## DATA SECTION:

►

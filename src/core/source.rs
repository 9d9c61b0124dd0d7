//! Data source trait: the persistence collaborator behind each resource

use crate::core::error::ApiResult;
use crate::core::record::Record;
use crate::core::request::Request;
use async_trait::async_trait;

/// Persistence operations for one resource
///
/// The dispatch engine calls a data source from many requests at once, so
/// implementations must be `Send + Sync`; whether concurrent calls are
/// *correct* is up to the implementation.
///
/// Failures should be classified as [`HttpError`](crate::core::error::HttpError)
/// (404 for unknown IDs, 409 for conflicts, ...). Anything else is reported
/// to the client as a bare 500.
#[async_trait]
pub trait DataSource<T: Record>: Send + Sync {
    /// Return all records
    async fn find_all(&self, request: &Request) -> ApiResult<Vec<T>>;

    /// Return the record with the given ID
    async fn find_one(&self, id: &str, request: &Request) -> ApiResult<T>;

    /// Return the records for the given IDs
    async fn find_multiple(&self, ids: &[String], request: &Request) -> ApiResult<Vec<T>>;

    /// Store a new record and return its ID
    async fn create(&self, record: T) -> ApiResult<String>;

    /// Replace a stored record
    async fn update(&self, record: T) -> ApiResult<()>;

    /// Delete the record with the given ID
    async fn delete(&self, id: &str) -> ApiResult<()>;
}
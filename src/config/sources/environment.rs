//! Environment variable source: APPSIGNAL_* overrides everything else.
//!
//! Nested keys use a double underscore, e.g.
//! `APPSIGNAL_CHECK_IN__INITIAL_DEBOUNCE_MS` sets `check_in.initial_debounce_ms`.

use config::builder::DefaultState;
use config::ConfigBuilder;
use config::Environment;

pub const ENV_PREFIX: &str = "APPSIGNAL";

pub fn add_to_builder(builder: ConfigBuilder<DefaultState>) -> ConfigBuilder<DefaultState> {
    builder.add_source(
        Environment::with_prefix(ENV_PREFIX)
            .prefix_separator("_")
            .separator("__")
            .try_parsing(true),
    )
}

◄

## TASK GOAL:
Return, word for word, the lines of the data above from the line with "else is reported" through the line with "pub fn add_to_builder(builder: ConfigBuilder<DefaultState>)", inclusive.

## SOLUTION FOR THIS PROBLEM:
/// (404 for unknown IDs, 409 for conflicts, ...). Anything else is reported
/// to the client as a bare 500.
#[async_trait]
pub trait DataSource<T: Record>: Send + Sync {
    /// Return all records
    async fn find_all(&self, request: &Request) -> ApiResult<Vec<T>>;

    /// Return the record with the given ID
    async fn find_one(&self, id: &str, request: &Request) -> ApiResult<T>;

    /// Return the records for the given IDs
    async fn find_multiple(&self, ids: &[String], request: &Request) -> ApiResult<Vec<T>>;

    /// Store a new record and return its ID
    async fn create(&self, record: T) -> ApiResult<String>;

    /// Replace a stored record
    async fn update(&self, record: T) -> ApiResult<()>;

    /// Delete the record with the given ID
    async fn delete(&self, id: &str) -> ApiResult<()>;
}
filename src/config/sources/environment.rs
//! Environment variable source: APPSIGNAL_* overrides everything else.
//!
//! Nested keys use a double underscore, e.g.
//! `APPSIGNAL_CHECK_IN__INITIAL_DEBOUNCE_MS` sets `check_in.initial_debounce_ms`.

use config::builder::DefaultState;
use config::ConfigBuilder;
use config::Environment;

pub const ENV_PREFIX: &str = "APPSIGNAL";

pub fn add_to_builder(builder: ConfigBuilder<DefaultState>) -> ConfigBuilder<DefaultState> {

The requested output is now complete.